Illinois reached an agreement this week with a suburban Chicago cleaning facility that was releasing toxins into the air at unsafe levels. But attorneys representing residents who live near the plant aren’t happy with it.
State regulators ordered the Sterigenics Plant in Willowbrook to close because it was giving off large amounts of ethylene oxide, or EtO, which can cause cancer. If a judge approves a deal the Attorney General reached with the company, the plant could start operating again. That agreement states Sterigenics would have to fund at least $300,000 of community projects, and install technology to reduce its ethylene oxide emissions to nearly zero.
A report from the state's Department of Public Health found the company emitted between 5,000 and 33,000 pounds of the cancer-causing agent every year since it opened in 1984. New regulations allow it to emit just 85 pounds per year.
Brian Eldridge is a lawyer representing residents who lived near the plant. He says the firm can’t be trusted.
“This is a company that is currently being accused of killing people, and causing scores of cancer across the Willowbrook area," he said. "They should not be allowed to open their doors.”
Eldrige says he and others are moving forward with their cases against Sterigenics because the state’s settlement doesn’t address the harm they suffered. Chicago attorney Steven Hart, another lawyer involved in the suits, says moving to re-open the plant would do more harm than good.

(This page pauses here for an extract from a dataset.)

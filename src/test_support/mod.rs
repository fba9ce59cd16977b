//! Helpers shared by unit tests.

pub mod socket_guard;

“They should have forfeited their opportunity to conduct business in this community," he said. "They have never acknowledged responsibility. They have never acknowledged the harm that they’ve created, and they refuse to. They don’t, quite frankly, get it.”
Though the attorneys seem to be charging ahead, both Governor J.B. Pritzker and Attorney General Kwame Raoul issued a statement Thursday discouraging further litigation. Both claim continuing action against Sterigenics in court poses a danger to "the health and safety of Willowbrook residents."
Raoul stated Sterigenics already attempted to exploit a legal loophole in new legislation that ratchets up emissions requirements--and that the current settlement, known as a consent decree, is the only way to keep it in check for the time being.
In a press release Wednesday, Sterigenics president Phil Macnabb said he's pleased with the settlement, pledged to “protect public health," and that the state found “no wrongdoing."